Tag Archives: Bathsheba

David (2)


 

Dāwid

Of the many events in David’s life, few were as far-reaching as his adultery with Bathsheba. That act, along with his attempted cover-up, brought incalculable misery to David’s household, just as Nathan predicted (2Sa_12:10-11), starting with the death of the child conceived in that sin and then encompassing rape, rebellion, revenge, and revolt within his house (2Sa_12:15 to 2Sa_20:26).

Psalms 51, however, is a light in the darkness. While the consequences of sin were not diminished, this psalm records David’s confession and forgiveness. It stands even today as a model for Christians.

First, we see David’s repentance (Psa_51:1-6). “Acknowledge” (Psa_51:3) is yāḏa‘, which speaks of knowledge acquired by the senses. David uses personal pronouns thirteen times to underscore that only he was to blame for his sin, not Bathsheba, his parents, society, or even an aberrant gene in his DNA. His sin was willful (“transgressions” in Psa_51:1 is pesha‘, April 2), and was against God alone. Yes, he had betrayed and hurt his family, Bathsheba, Uriah, and the entire nation, but sin is always against God, the breaking of Hislaw.
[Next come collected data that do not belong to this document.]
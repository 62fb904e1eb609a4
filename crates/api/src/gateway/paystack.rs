//! Paystack-compatible hosted checkout client.

use std::time::Duration;

use async_trait::async_trait;
use chrono::{DateTime, Utc};
use reqwest::{Client, Response, Url};
use scholaris_core::payment::{
    GatewayError, InitializeRequest, InitializeResponse, PaymentGateway, VerifyResponse,
};
use scholaris_shared::config::PaystackConfig;
use serde::{Deserialize, Serialize};
use serde_json::Value;

/// Every Paystack answer wraps its payload in this envelope.
#[derive(Debug, Deserialize)]
struct Envelope {
    status: bool,
    #[serde(default)]
    message: String,
    #[serde(default)]
    data: Value,
}

#[derive(Debug, Serialize)]
struct InitializeBody<'a> {
    email: &'a str,
    amount: i64,
    reference: &'a str,
    #[serde(skip_serializing_if = "Option::is_none")]
    subaccount: Option<&'a str>,
    #[serde(skip_serializing_if = "Option::is_none")]
    callback_url: Option<&'a str>,
    metadata: &'a Value,
}

#[derive(Debug, Deserialize)]
struct VerifyData {
    status: String,
    reference: String,
    amount: i64,
    #[serde(default)]
    channel: Option<String>,
    #[serde(default)]
    paid_at: Option<DateTime<Utc>>,
    #[serde(default)]
    gateway_response: Option<String>,
    #[serde(default)]
    metadata: Value,
}

/// HTTP client for a Paystack-compatible gateway.
#[derive(Debug, Clone)]
pub struct PaystackGateway {
    client: Client,
    base_url: Url,
    secret_key: String,
}

impl PaystackGateway {
    /// Builds a client with the configured timeout.
    pub fn new(config: &PaystackConfig) -> Result<Self, GatewayError> {
        let client = Client::builder()
            .timeout(Duration::from_secs(config.timeout_secs))
            .connect_timeout(Duration::from_secs(10))
            .build()
            .map_err(|e| GatewayError::Transport(format!("failed to create HTTP client: {e}")))?;
        let base_url = Url::parse(&config.base_url)
            .map_err(|e| GatewayError::Transport(format!("invalid gateway URL: {e}")))?;

        Ok(Self {
            client,
            base_url,
            secret_key: config.secret_key.clone(),
        })
    }

    fn endpoint(&self, segments: &[&str]) -> Result<Url, GatewayError> {
        let mut url = self.base_url.clone();
        url.path_segments_mut()
            .map_err(|()| GatewayError::Transport("gateway URL cannot be a base".to_string()))?
            .pop_if_empty()
            .extend(segments);
        Ok(url)
    }

    async fn read_envelope(response: Response) -> Result<Envelope, GatewayError> {
        let http_status = response.status();
        let body = response.text().await.map_err(transport)?;

        let envelope: Envelope = serde_json::from_str(&body).map_err(|e| {
            if http_status.is_success() {
                GatewayError::InvalidResponse(e.to_string())
            } else {
                GatewayError::Rejected(format!("gateway answered {http_status}"))
            }
        })?;

        if !http_status.is_success() || !envelope.status {
            tracing::warn!(status = %http_status, message = %envelope.message, "Gateway rejected request");
            return Err(GatewayError::Rejected(envelope.message));
        }
        Ok(envelope)
    }
}

fn transport(e: reqwest::Error) -> GatewayError {
    if e.is_timeout() {
        GatewayError::Transport("gateway timed out".to_string())
    } else {
        GatewayError::Transport(e.to_string())
    }
}

#[async_trait]
impl PaymentGateway for PaystackGateway {
    async fn initialize(&self, request: InitializeRequest) -> Result<InitializeResponse, GatewayError> {
        let body = InitializeBody {
            email: &request.email,
            amount: request.amount_minor,
            reference: &request.reference,
            subaccount: request.subaccount.as_deref(),
            callback_url: request.callback_url.as_deref(),
            metadata: &request.metadata,
        };

        let response = self
            .client
            .post(self.endpoint(&["transaction", "initialize"])?)
            .bearer_auth(&self.secret_key)
            .json(&body)
            .send()
            .await
            .map_err(transport)?;

        let envelope = Self::read_envelope(response).await?;
        serde_json::from_value(envelope.data)
            .map_err(|e| GatewayError::InvalidResponse(e.to_string()))
    }

    async fn verify(&self, reference: &str) -> Result<VerifyResponse, GatewayError> {
        let response = self
            .client
            .get(self.endpoint(&["transaction", "verify", reference])?)
            .bearer_auth(&self.secret_key)
            .send()
            .await
            .map_err(transport)?;

        let envelope = Self::read_envelope(response).await?;
        let raw = envelope.data;
        let data: VerifyData = serde_json::from_value(raw.clone())
            .map_err(|e| GatewayError::InvalidResponse(e.to_string()))?;

        Ok(VerifyResponse {
            status: data.status,
            reference: data.reference,
            amount_minor: data.amount,
            channel: data.channel,
            paid_at: data.paid_at,
            message: data.gateway_response,
            metadata: data.metadata,
            raw,
        })
    }
}

#[cfg(test)]
mod tests {
    use super::*;

    fn gateway(base_url: &str) -> PaystackGateway {
        PaystackGateway::new(&PaystackConfig {
            secret_key: "sk_test".to_string(),
            base_url: base_url.to_string(),
            callback_url: None,
            timeout_secs: 15,
        })
        .unwrap()
    }

    #[test]
    fn test_endpoint_joins_segments() {
        let url = gateway("https://api.paystack.co")
            .endpoint(&["transaction", "verify", "PAY_1_abc"])
            .unwrap();
        assert_eq!(url.as_str(), "https://api.paystack.co/transaction/verify/PAY_1_abc");
    }

    #[test]
    fn test_endpoint_escapes_reference() {
        let url = gateway("http://localhost:9000/")
            .endpoint(&["transaction", "verify", "a/b"])
            .unwrap();
        assert_eq!(url.as_str(), "http://localhost:9000/transaction/verify/a%2Fb");
    }

    #[test]
    fn test_verify_payload_tolerates_missing_fields() {
        let data: VerifyData = serde_json::from_value(serde_json::json!({
            "status": "abandoned",
            "reference": "PAY_1_abc",
            "amount": 500_000,
        }))
        .unwrap();
        assert_eq!(data.status, "abandoned");
        assert!(data.channel.is_none());
        assert!(data.metadata.is_null());
    }

    #[test]
    fn test_rejects_invalid_base_url() {
        let result = PaystackGateway::new(&PaystackConfig {
            base_url: "not a url".to_string(),
            ..PaystackConfig::default()
        });
        assert!(matches!(result, Err(GatewayError::Transport(_))));
    }
}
This passage emphasizes the broken heart brought on by sin, and the desire to turn from it and be forgiven.

Second, we see David’s refinement (Psa_51:7-12). He prayed that God would “purge [him] with hyssop” (Psa_51:7). Because of its stiff branches and hairy leaves, this common plant from the mint family was used for sprinkling purifying water (Lev_14:2-7; Lev_14:49-52; Num_19:1-19). David also prayed that God would “wash” him (Num_19:2; Num_19:7). The Hebrew kāḇas (H3526) commonly referred to washing clothes, both the ordinary task (Gen_49:11; 2Sa_19:24) and ritual cleansing (Exo_19:10; Exodus 14; Lev_11:25). Further, David wanted a “clean heart” (Lev_11:10). Clean is tāhôr (H2889), which speaks of the absence of impurity, filthiness, defilement, or imperfection, such as “pure gold” (Exo_37:11) or “pure words” (Psa_12:6). David did, indeed, want refinement, for only with such cleansing comes joy, “gladness,” and “[rejoicing]” (Psa_12:8).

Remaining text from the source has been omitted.